Forty years old already? It can't be that long since I heard several concerts at the Santa Fe Chamber Music Festival's inaugural season—six Sunday afternoons back in 1973. The music's still playing in my head: Alfred Brendel's account of Schubert's B flat Major Sonata and Jean Kraft splendidly singing Debussy's "Chansons de Bilitis."
The ante's gone up a bit in the years since: over 40 concerts this year, plus bolder programming and higher performance standards. Observe the first week's concerts. Yes, there was Brahms, Beethoven and Bach, plus some surprises—like a world premiere.
Helen Grime's "Snow on Snow" opened the festival on July 15 and 16, featuring Todd Levy, clarinet; Teng Li, viola; and pianist Haochen Zhang. A brief, earnest work referencing the Ted Hughes poem, it provided pleasant sounds but did not linger in the memory.

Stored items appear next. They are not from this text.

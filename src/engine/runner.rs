//! The interface stage implementations plug into.
//!
//! A [`StageRunner`] does the actual work of each stage (reading, parsing,
//! resolving, rendering). The waiter decides *when* that work runs and what
//! its outcome means; the runner only decides *what* it is.

use std::fmt;

use async_trait::async_trait;
use serde::Serialize;
use serde::de::DeserializeOwned;

use super::error::{EnsureError, Issue, StageError};
use super::model::{Collection, CollectionId, PageId, Project};
use super::stage::Stage;
use super::waiter::Waiter;

/// The result of one successful stage run: an opaque payload plus any
/// issues found along the way.
#[derive(Debug, Clone)]
pub struct StageOutput<P> {
    pub payload: P,
    pub issues: Vec<Issue>,
}

impl<P> StageOutput<P> {
    pub fn ok(payload: P) -> Self {
        Self {
            payload,
            issues: Vec::new(),
        }
    }

    pub fn with_issues(payload: P, issues: Vec<Issue>) -> Self {
        Self { payload, issues }
    }

    pub fn is_clean(&self) -> bool {
        self.issues.is_empty()
    }
}

#[async_trait]
pub trait StageRunner: Send + Sync + Sized + 'static {
    /// What per-page stages produce.
    type PagePayload: Clone + Send + Sync + Serialize + DeserializeOwned + 'static;

    /// What the collection-wide stage produces.
    type CollectionPayload: Clone + Send + Sync + Serialize + DeserializeOwned + 'static;

    /// Run a per-page stage.
    ///
    /// May call [`StageContext::require`] to bring other pages forward first;
    /// a failure there should be returned with `?` so the waiter can tell it
    /// apart from this page's own problems.
    async fn run_page_stage(
        &self,
        stage: Stage,
        page: &PageId,
        ctx: &StageContext<Self>,
    ) -> Result<StageOutput<Self::PagePayload>, StageError>;

    /// Run the collection-wide stage. Called at most once per collection,
    /// after every page has completed the stage before it.
    async fn run_collection_stage(
        &self,
        stage: Stage,
        collection: &Collection,
        ctx: &StageContext<Self>,
    ) -> Result<StageOutput<Self::CollectionPayload>, StageError>;

    /// The content of everything a per-page stage reads, used to key the
    /// cache. `None` (the default) means the stage is never cached, which is
    /// right for stages with side effects.
    async fn cache_inputs(
        &self,
        _stage: Stage,
        _page: &PageId,
        _ctx: &StageContext<Self>,
    ) -> Option<Vec<Vec<u8>>> {
        None
    }
}

/// One link in the chain of requests that led to a stage run.
#[derive(Debug, Clone, PartialEq, Eq, Hash)]
pub enum StageRequest {
    Page { page: PageId, stage: Stage },
    Collection { collection: CollectionId, stage: Stage },
}

impl fmt::Display for StageRequest {
    fn fmt(&self, f: &mut fmt::Formatter<'_>) -> fmt::Result {
        match self {
            StageRequest::Page { page, stage } => write!(f, "{page}@{stage}"),
            StageRequest::Collection { collection, stage } => {
                write!(f, "[{collection}]@{stage}")
            }
        }
    }
}

/// A stage runner's handle back into the waiter.
pub struct StageContext<R: StageRunner> {
    waiter: Waiter<R>,
    /// Requests that led here, outermost first; the last one is the stage
    /// this context was built for.
    chain: Vec<StageRequest>,
}

impl<R: StageRunner> StageContext<R> {
    pub(crate) fn new(waiter: Waiter<R>, chain: Vec<StageRequest>) -> Self {
        Self { waiter, chain }
    }

    pub fn project(&self) -> &Project {
        self.waiter.project()
    }

    /// The request being served.
    pub fn current(&self) -> Option<&StageRequest> {
        self.chain.last()
    }

    pub fn chain(&self) -> &[StageRequest] {
        &self.chain
    }

    /// Bring `page` to at least `stage` before continuing.
    ///
    /// Fails with [`StageError::Cycle`] when the request would wait on work
    /// that is itself waiting on this stage, whether through this request
    /// chain or through stages other callers have in flight.
    pub async fn require(&self, page: &PageId, stage: Stage) -> Result<(), StageError> {
        if self.would_cycle(page, stage) {
            let mut chain = self.chain.clone();
            chain.push(StageRequest::Page {
                page: page.clone(),
                stage,
            });
            return Err(StageError::Cycle(chain));
        }

        // Held until the wait is over.
        let _wait = match self.current() {
            Some(from) => Some(
                self.waiter
                    .enter_wait(from, page, stage)
                    .map_err(StageError::Cycle)?,
            ),
            None => None,
        };

        self.waiter
            .ensure_with_chain(page.clone(), stage, self.chain.clone())
            .await
            .map_err(|error| match error {
                EnsureError::UnknownPage(page) => {
                    StageError::internal(anyhow::anyhow!("required unknown page '{page}'"))
                }
                other => StageError::Dependency(other),
            })
    }

    /// Payload a page produced at `stage` in this run, if it got that far.
    pub fn page_payload(&self, page: &PageId, stage: Stage) -> Option<R::PagePayload> {
        self.waiter.page_payload(page, stage)
    }

    /// Payload of a collection's shared stage, once it has run.
    pub fn collection_payload(&self, collection: &CollectionId) -> Option<R::CollectionPayload> {
        self.waiter.collection_payload(collection)
    }

    pub fn stage_of(&self, page: &PageId) -> Option<Stage> {
        self.waiter.stage_of(page)
    }

    fn would_cycle(&self, page: &PageId, stage: Stage) -> bool {
        let project = self.waiter.project();
        let same_collection = |other: &PageId| {
            project
                .collection_of(other)
                .is_some_and(|c| c.contains(page))
        };

        self.chain.iter().any(|link| match link {
            // That stage is in flight and waiting on us.
            StageRequest::Page {
                page: running,
                stage: running_stage,
            } => {
                (running == page && *running_stage <= stage)
                    // The barrier would wait for `running` to get past a stage
                    // it is still busy with.
                    || (stage >= Stage::SHARED
                        && *running_stage < Stage::SHARED
                        && same_collection(running))
            }
            StageRequest::Collection {
                collection,
                stage: running_stage,
            } => {
                stage >= *running_stage
                    && project
                        .collection(collection)
                        .is_some_and(|c| c.contains(page))
            }
        })
    }
}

More delightful pleasantries followed: Ernst von Dohnányi’s delectable Serenade, Op. 10 with violinist Jennifer Frautschi, Teng Li and cellist Joseph Johnson, and then the familiar Brahms Piano Trio No. 2 . William Preucil’s violin and Gary Hoffman’s cello provided loving, lovely sounds, but Zhang’s piano seemed a mile away.

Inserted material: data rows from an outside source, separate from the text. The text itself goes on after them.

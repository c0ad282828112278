//! Configuration type definitions.
//!
//! Pure data: everything `folio.yaml` can hold. Loading lives in `load`.

use std::path::PathBuf;

use serde::{Deserialize, Serialize};

use crate::util::title_case;

/// The whole of `folio.yaml`.
#[derive(Debug, Clone, Serialize, Deserialize)]
pub struct Config {
    pub project: ProjectConfig,
    #[serde(default)]
    pub cache: CacheConfig,
    pub volumes: Vec<VolumeConfig>,
    #[serde(default)]
    pub markdown: MarkdownConfig,
}

// =============================================================================
// Project configuration
// =============================================================================

#[derive(Debug, Clone, Serialize, Deserialize)]
pub struct ProjectConfig {
    pub name: String,
    /// Where rendered pages are written, relative to the config file
    #[serde(default = "default_output")]
    pub output: PathBuf,
    /// A tera page template to use instead of the built-in one
    #[serde(default, skip_serializing_if = "Option::is_none")]
    pub template: Option<PathBuf>,
}

fn default_output() -> PathBuf {
    PathBuf::from("_build")
}

// =============================================================================
// Cache configuration
// =============================================================================

#[derive(Debug, Clone, Serialize, Deserialize)]
pub struct CacheConfig {
    #[serde(default = "default_cache_enabled")]
    pub enabled: bool,
    /// Cache directory, relative to the config file
    #[serde(default = "default_cache_dir")]
    pub dir: PathBuf,
}

fn default_cache_enabled() -> bool {
    true
}

fn default_cache_dir() -> PathBuf {
    PathBuf::from(".folio/cache")
}

impl Default for CacheConfig {
    fn default() -> Self {
        Self {
            enabled: default_cache_enabled(),
            dir: default_cache_dir(),
        }
    }
}

// =============================================================================
// Volume configuration
// =============================================================================

/// A directory of Markdown pages built together.
#[derive(Debug, Clone, Serialize, Deserialize)]
pub struct VolumeConfig {
    /// Unique identifier, also the output subdirectory
    pub name: String,
    /// Content directory, relative to the config file
    pub path: PathBuf,
    /// Display title (defaults to the name in title case)
    #[serde(default, skip_serializing_if = "Option::is_none")]
    pub title: Option<String>,
}

impl VolumeConfig {
    pub fn title(&self) -> String {
        self.title
            .clone()
            .unwrap_or_else(|| title_case(&self.name))
    }
}

// =============================================================================
// Markdown configuration
// =============================================================================

#[derive(Debug, Clone, Serialize, Deserialize)]
pub struct MarkdownConfig {
    /// Extensions to enable for markdown processing
    #[serde(default = "default_markdown_extensions")]
    pub extensions: Vec<String>,
}

fn default_markdown_extensions() -> Vec<String> {
    vec![
        "footnotes".to_string(),
        "heading_attributes".to_string(),
        "strikethrough".to_string(),
        "tables".to_string(),
        "tasklists".to_string(),
    ]
}

impl Default for MarkdownConfig {
    fn default() -> Self {
        Self {
            extensions: default_markdown_extensions(),
        }
    }
}
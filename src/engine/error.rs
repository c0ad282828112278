//! Issues and the failure taxonomy.
//!
//! Three kinds of failure are kept apart so reporting can separate a page's
//! own problems from noise caused elsewhere:
//!
//! - `Failed`: the page could not complete a stage on its own merits
//! - `DependencyFailed`: a page it required did not get where it needed to be
//! - `CollectionFailed`: a sibling broke before the collection-wide stage
//!
//! Every error here is `Clone`: a memoized outcome is handed to each waiter.

use std::fmt;
use std::sync::Arc;

use super::model::{CollectionId, PageId};
use super::runner::StageRequest;
use super::stage::Stage;

// =============================================================================
// Issues
// =============================================================================

/// A user-facing content problem, e.g. a broken link.
///
/// A page holding one or more issues after a stage has not completed that
/// stage, however cleanly the stage itself ran.
#[derive(Debug, Clone, PartialEq, Eq, PartialOrd, Ord, Hash)]
pub struct Issue {
    /// Page the issue belongs to. Collection stages use this to attribute
    /// issues; `None` means every page of the collection.
    pub page: Option<PageId>,
    /// Short machine-readable kind, e.g. `broken-link`
    pub code: String,
    pub message: String,
    /// 1-based source line, when known
    pub line: Option<u32>,
}

impl Issue {
    pub fn new(code: impl Into<String>, message: impl Into<String>) -> Self {
        Self {
            page: None,
            code: code.into(),
            message: message.into(),
            line: None,
        }
    }

    pub fn with_page(mut self, page: PageId) -> Self {
        self.page = Some(page);
        self
    }

    pub fn with_line(mut self, line: u32) -> Self {
        self.line = Some(line);
        self
    }

    /// Whether this issue applies to `page`.
    pub fn concerns(&self, page: &PageId) -> bool {
        self.page.as_ref().is_none_or(|p| p == page)
    }
}

impl fmt::Display for Issue {
    fn fmt(&self, f: &mut fmt::Formatter<'_>) -> fmt::Result {
        write!(f, "[{}] {}", self.code, self.message)?;
        if let Some(line) = self.line {
            write!(f, " (line {line})")?;
        }
        Ok(())
    }
}

// =============================================================================
// Errors raised by stage runners
// =============================================================================

/// What a stage runner can report besides a normal output.
#[derive(thiserror::Error, Debug, Clone)]
pub enum StageError {
    /// The stage asked for another page and that page failed.
    #[error(transparent)]
    Dependency(#[from] EnsureError),

    /// The stage asked for something that is already waiting on it.
    #[error("dependency cycle: {}", format_chain(.0))]
    Cycle(Vec<StageRequest>),

    /// Anything unexpected: I/O, bugs, broken invariants.
    #[error("{0:#}")]
    Internal(Arc<anyhow::Error>),
}

impl StageError {
    pub fn internal(error: impl Into<anyhow::Error>) -> Self {
        Self::Internal(Arc::new(error.into()))
    }
}

impl From<anyhow::Error> for StageError {
    fn from(error: anyhow::Error) -> Self {
        Self::Internal(Arc::new(error))
    }
}

fn format_chain(chain: &[StageRequest]) -> String {
    chain
        .iter()
        .map(ToString::to_string)
        .collect::<Vec<_>>()
        .join(" -> ")
}

// =============================================================================
// Errors returned by the waiter
// =============================================================================

/// Why a page failed on its own merits.
#[derive(Debug, Clone)]
pub enum FailureCause {
    /// Declared content problems.
    Issues(Vec<Issue>),
    /// An unexpected error from the stage runner; may be an engine bug.
    Internal(Arc<anyhow::Error>),
}

impl fmt::Display for FailureCause {
    fn fmt(&self, f: &mut fmt::Formatter<'_>) -> fmt::Result {
        match self {
            FailureCause::Issues(issues) if issues.len() == 1 => write!(f, "{}", issues[0]),
            FailureCause::Issues(issues) => write!(f, "{} issues", issues.len()),
            FailureCause::Internal(error) => write!(f, "internal error: {error:#}"),
        }
    }
}

#[derive(thiserror::Error, Debug, Clone)]
pub enum EnsureError {
    #[error("'{page}' failed at {stage}: {cause}")]
    Failed {
        page: PageId,
        stage: Stage,
        cause: FailureCause,
    },

    #[error("'{page}' blocked at {stage}: {cause}")]
    DependencyFailed {
        page: PageId,
        stage: Stage,
        cause: Box<EnsureError>,
    },

    #[error(
        "'{page}' cannot run {stage} for '{collection}': blocked by {}",
        join_pages(.blocked_by)
    )]
    CollectionFailed {
        page: PageId,
        collection: CollectionId,
        stage: Stage,
        blocked_by: Vec<PageId>,
    },

    #[error("page '{0}' is not part of the project")]
    UnknownPage(PageId),
}

fn join_pages(pages: &[PageId]) -> String {
    pages
        .iter()
        .map(PageId::as_str)
        .collect::<Vec<_>>()
        .join(", ")
}

impl EnsureError {
    pub fn page(&self) -> &PageId {
        match self {
            EnsureError::Failed { page, .. }
            | EnsureError::DependencyFailed { page, .. }
            | EnsureError::CollectionFailed { page, .. }
            | EnsureError::UnknownPage(page) => page,
        }
    }

    /// The stage the page was trying to complete when it failed.
    pub fn stage(&self) -> Option<Stage> {
        match self {
            EnsureError::Failed { stage, .. }
            | EnsureError::DependencyFailed { stage, .. }
            | EnsureError::CollectionFailed { stage, .. } => Some(*stage),
            EnsureError::UnknownPage(_) => None,
        }
    }

    /// The terminal stage this error puts a page into.
    pub fn terminal_stage(&self) -> Stage {
        match self {
            EnsureError::Failed { .. } | EnsureError::UnknownPage(_) => Stage::Failed,
            EnsureError::DependencyFailed { .. } => Stage::DependencyFailed,
            EnsureError::CollectionFailed { .. } => Stage::CollectionFailed,
        }
    }

    /// Follow `DependencyFailed` links to the error that started it.
    pub fn root_cause(&self) -> &EnsureError {
        let mut current = self;
        while let EnsureError::DependencyFailed { cause, .. } = current {
            current = cause;
        }
        current
    }

    /// Issues carried by a `Failed` error; empty for everything else.
    pub fn issues(&self) -> &[Issue] {
        match self {
            EnsureError::Failed {
                cause: FailureCause::Issues(issues),
                ..
            } => issues,
            _ => &[],
        }
    }

    pub fn is_internal(&self) -> bool {
        matches!(
            self,
            EnsureError::Failed {
                cause: FailureCause::Internal(_),
                ..
            }
        )
    }
}

/// Every failure from a fan-out, collected without stopping early.
#[derive(thiserror::Error, Debug, Clone, Default)]
#[error("{} page(s) did not complete", .errors.len())]
pub struct AggregateError {
    errors: Vec<EnsureError>,
}

impl AggregateError {
    /// `Ok` when no result failed, otherwise every failure in input order.
    pub fn from_results<I>(results: I) -> Result<(), AggregateError>
    where
        I: IntoIterator<Item = Result<(), EnsureError>>,
    {
        let errors: Vec<_> = results.into_iter().filter_map(Result::err).collect();
        if errors.is_empty() {
            Ok(())
        } else {
            Err(AggregateError { errors })
        }
    }

    pub fn errors(&self) -> &[EnsureError] {
        &self.errors
    }

    pub fn len(&self) -> usize {
        self.errors.len()
    }

    pub fn is_empty(&self) -> bool {
        self.errors.is_empty()
    }

    pub fn failed_pages(&self) -> impl Iterator<Item = &PageId> {
        self.errors.iter().map(EnsureError::page)
    }
}

/// Why bringing a whole collection forward did not succeed.
#[derive(thiserror::Error, Debug, Clone)]
pub enum EnsureAllError {
    #[error("collection '{0}' is not part of the project")]
    UnknownCollection(CollectionId),

    #[error(transparent)]
    Incomplete(#[from] AggregateError),
}

impl EnsureAllError {
    /// Pages that did not complete; empty for an unknown collection.
    pub fn failed_pages(&self) -> impl Iterator<Item = &PageId> {
        let errors = match self {
            EnsureAllError::Incomplete(aggregate) => aggregate.errors(),
            EnsureAllError::UnknownCollection(_) => &[],
        };
        errors.iter().map(EnsureError::page)
    }
}

impl IntoIterator for AggregateError {
    type Item = EnsureError;
    type IntoIter = std::vec::IntoIter<EnsureError>;

    fn into_iter(self) -> Self::IntoIter {
        self.errors.into_iter()
    }
}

The July 22 and 23 concerts opened with a tepid Frautschi and a passionate Jon Kimura Parker collaborating in Bartók’s Violin Sonata No. 1 . The Santa Fe Opera’s Maometto , Luca Pisaroni, offered four songs from Schubert’s Schwanengesang; “Der Atlas” made a particularly strong impression. And more Dohnányi concluded the evening: the 17-year-old composer’s Op. 1 Piano Quintet , his vigorous, buoyant homage to Brahms in a lively reading by Preucil, Frautschi, Hoffman and Parker, joined by violist Aloysia Friedmann.
The third of the SFCMF’s popular noon concerts featured, on July 24, a solo recital by pianist Kirill Gerstein, 2010 winner of the exclusive Gilmore Award. After a hesitant start, Gerstein settled down to an idiosyncratic reading of Schumann’s “Carnaval,” one marked by ultra-sharp dynamic contrasts, lingering rubatos and a prestissimo that really meant it. Everything worked, in a crazy, quasi-improvisatory way. Manic brilliance defines the piece, after all, and Gerstein made it sound like the asylum was just a step away.
His second offering, Brad Mehldau's jazzy "Variations on a Melancholy Theme," had been commissioned by jazz-loving Gerstein. Weaving blues, ragtime and semi-improvised riffs into a complex whole, the work would benefit from some thoughtful scissoring. Two of Earl Wild's Gershwin transcriptions, "Somebody Loves Me" and "I've Got Rhythm" closed the concert.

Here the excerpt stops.